Data provided START

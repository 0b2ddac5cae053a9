use crate::game::{GameConfig, GameOutcome};

/// How far `car_ratio + goat_ratio` may drift from one.
pub const RATIO_EPSILON: f64 = 1e-4;

/// Tally of many games played under one configuration
#[derive(Debug, Clone, PartialEq, Eq)]
#[cfg_attr(feature = "serde", derive(serde::Serialize))]
pub struct SimulationResult {
    /// The configuration every game was played with
    config: GameConfig,
    /// Number of games played
    game_instances: usize,
    /// Games that ended with the car
    cars_won: usize,
    /// Games that ended with a goat
    goats_won: usize,
}

impl SimulationResult {
    /// An empty tally for `config`
    pub fn new(config: GameConfig) -> Self {
        Self {
            config,
            game_instances: 0,
            cars_won: 0,
            goats_won: 0,
        }
    }

    /// Count the outcome of one game
    pub fn record(&mut self, outcome: GameOutcome) {
        self.game_instances += 1;
        if outcome {
            self.cars_won += 1;
        } else {
            self.goats_won += 1;
        }
    }

    /// Fold another tally for the same configuration into this one
    ///
    /// # Panics
    ///
    /// Panics if the two tallies were played with different configurations.
    pub fn merge(&mut self, other: &SimulationResult) {
        assert_eq!(
            self.config, other.config,
            "Can only merge results of the same game configuration"
        );
        self.game_instances += other.game_instances;
        self.cars_won += other.cars_won;
        self.goats_won += other.goats_won;
    }

    pub fn config(&self) -> &GameConfig {
        &self.config
    }

    pub fn game_instances(&self) -> usize {
        self.game_instances
    }

    pub fn cars_won(&self) -> usize {
        self.cars_won
    }

    pub fn goats_won(&self) -> usize {
        self.goats_won
    }

    /// Fraction of games that ended with the car
    pub fn car_ratio(&self) -> f64 {
        ratio(self.cars_won, self.game_instances)
    }

    /// Fraction of games that ended with a goat
    pub fn goat_ratio(&self) -> f64 {
        ratio(self.goats_won, self.game_instances)
    }

    /// The exact win probability for the configuration played
    pub fn theoretical_car_ratio(&self) -> f64 {
        self.config.theoretical_win_probability()
    }

    /// Standard error of the empirical car ratio
    pub fn standard_error(&self) -> f64 {
        if self.game_instances == 0 {
            return 0.0;
        }
        let p = self.car_ratio();
        (p * (1.0 - p) / self.game_instances as f64).sqrt()
    }

    /// Assert that every game was counted exactly once.
    ///
    /// A game can only end with a car or a goat, so a failure here is a
    /// bug in outcome counting and not something a caller can recover
    /// from.
    ///
    /// # Panics
    ///
    /// Panics if the counts don't add up or the ratios don't sum to one.
    pub fn assert_consistent(&self) {
        assert_eq!(
            self.cars_won + self.goats_won,
            self.game_instances,
            "Cars ({}) and goats ({}) don't add up to the games played ({})",
            self.cars_won,
            self.goats_won,
            self.game_instances
        );
        if self.game_instances > 0 {
            let delta = 1.0 - (self.car_ratio() + self.goat_ratio());
            assert!(
                delta.abs() < RATIO_EPSILON,
                "Car and goat ratios must sum to one, off by {delta}"
            );
        }
    }

    /// Format the result as Markdown
    pub fn to_markdown(&self) -> String {
        let mut output = String::new();

        output.push_str("# Monty Hall Simulation Results\n\n");

        output.push_str("## Configuration\n\n");
        output.push_str(&format!("- **Doors**: {}\n", self.config.door_count()));
        output.push_str(&format!(
            "- **Doors Revealed**: {}\n",
            self.config.reveal_count()
        ));
        output.push_str(&format!("- **Strategy**: {}\n", self.config.strategy()));
        output.push_str(&format!("- **Games Played**: {}\n", self.game_instances));
        output.push('\n');

        output.push_str("## Outcomes\n\n");
        output.push_str("| Metric | Value |\n");
        output.push_str("|--------|-------|\n");
        output.push_str(&format!(
            "| Cars Won | {} ({:.2}%) |\n",
            self.cars_won,
            100.0 * self.car_ratio()
        ));
        output.push_str(&format!(
            "| Goats Won | {} ({:.2}%) |\n",
            self.goats_won,
            100.0 * self.goat_ratio()
        ));
        output.push_str(&format!("| Car Ratio | {:.4} |\n", self.car_ratio()));
        output.push_str(&format!(
            "| Theoretical | {:.4} |\n",
            self.theoretical_car_ratio()
        ));
        output.push_str(&format!(
            "| Standard Error | {:.4} |\n",
            self.standard_error()
        ));

        output
    }
}

fn ratio(count: usize, total: usize) -> f64 {
    if total == 0 {
        0.0
    } else {
        count as f64 / total as f64
    }
}

#[cfg(test)]
mod tests {
    use approx::assert_relative_eq;

    use crate::game::Strategy;

    use super::*;

    fn tally(cars: usize, goats: usize) -> SimulationResult {
        let mut result = SimulationResult::new(GameConfig::default());
        for _ in 0..cars {
            result.record(true);
        }
        for _ in 0..goats {
            result.record(false);
        }
        result
    }

    #[test]
    fn test_empty_result() {
        let result = SimulationResult::new(GameConfig::default());
        assert_eq!(result.game_instances(), 0);
        assert_eq!(result.car_ratio(), 0.0);
        assert_eq!(result.standard_error(), 0.0);
        result.assert_consistent();
    }

    #[test]
    fn test_record_counts() {
        let result = tally(3, 1);
        assert_eq!(result.game_instances(), 4);
        assert_eq!(result.cars_won(), 3);
        assert_eq!(result.goats_won(), 1);
        assert_relative_eq!(result.car_ratio(), 0.75);
        assert_relative_eq!(result.goat_ratio(), 0.25);
        result.assert_consistent();
    }

    #[test]
    fn test_merge() {
        let mut a = tally(2, 3);
        let b = tally(5, 0);
        a.merge(&b);
        assert_eq!(a.game_instances(), 10);
        assert_eq!(a.cars_won(), 7);
        assert_eq!(a.goats_won(), 3);
        a.assert_consistent();
    }

    #[test]
    #[should_panic(expected = "same game configuration")]
    fn test_merge_different_configs_panics() {
        let mut a = tally(1, 1);
        let b = SimulationResult::new(GameConfig::default().with_strategy(Strategy::Stay));
        a.merge(&b);
    }

    #[test]
    #[should_panic(expected = "don't add up")]
    fn test_inconsistent_counts_panic() {
        let mut result = tally(1, 1);
        result.cars_won += 1;
        result.assert_consistent();
    }

    #[test]
    fn test_standard_error() {
        let result = tally(50, 50);
        assert_relative_eq!(result.standard_error(), 0.05);
    }

    #[test]
    fn test_markdown_contains_counts() {
        let markdown = tally(2, 1).to_markdown();
        assert!(markdown.contains("- **Doors**: 3"));
        assert!(markdown.contains("- **Strategy**: Switch"));
        assert!(markdown.contains("| Cars Won | 2 (66.67%) |"));
        assert!(markdown.contains("| Goats Won | 1 (33.33%) |"));
        assert!(markdown.contains("| Theoretical | 0.6667 |"));
    }

    #[cfg(feature = "serde")]
    #[test]
    fn test_serialize_json() {
        let json = serde_json::to_value(tally(1, 2)).unwrap();
        assert_eq!(json["game_instances"], 3);
        assert_eq!(json["cars_won"], 1);
        assert_eq!(json["goats_won"], 2);
        assert_eq!(json["config"]["door_count"], 3);
        assert_eq!(json["config"]["strategy"], "Switch");
    }
}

Data provided END

- Directions for this task -
For the word "crate", find all matching lines in the entries above and copy them out.

- Problem solution -
use crate::game::{GameConfig, GameOutcome};
    use crate::game::Strategy;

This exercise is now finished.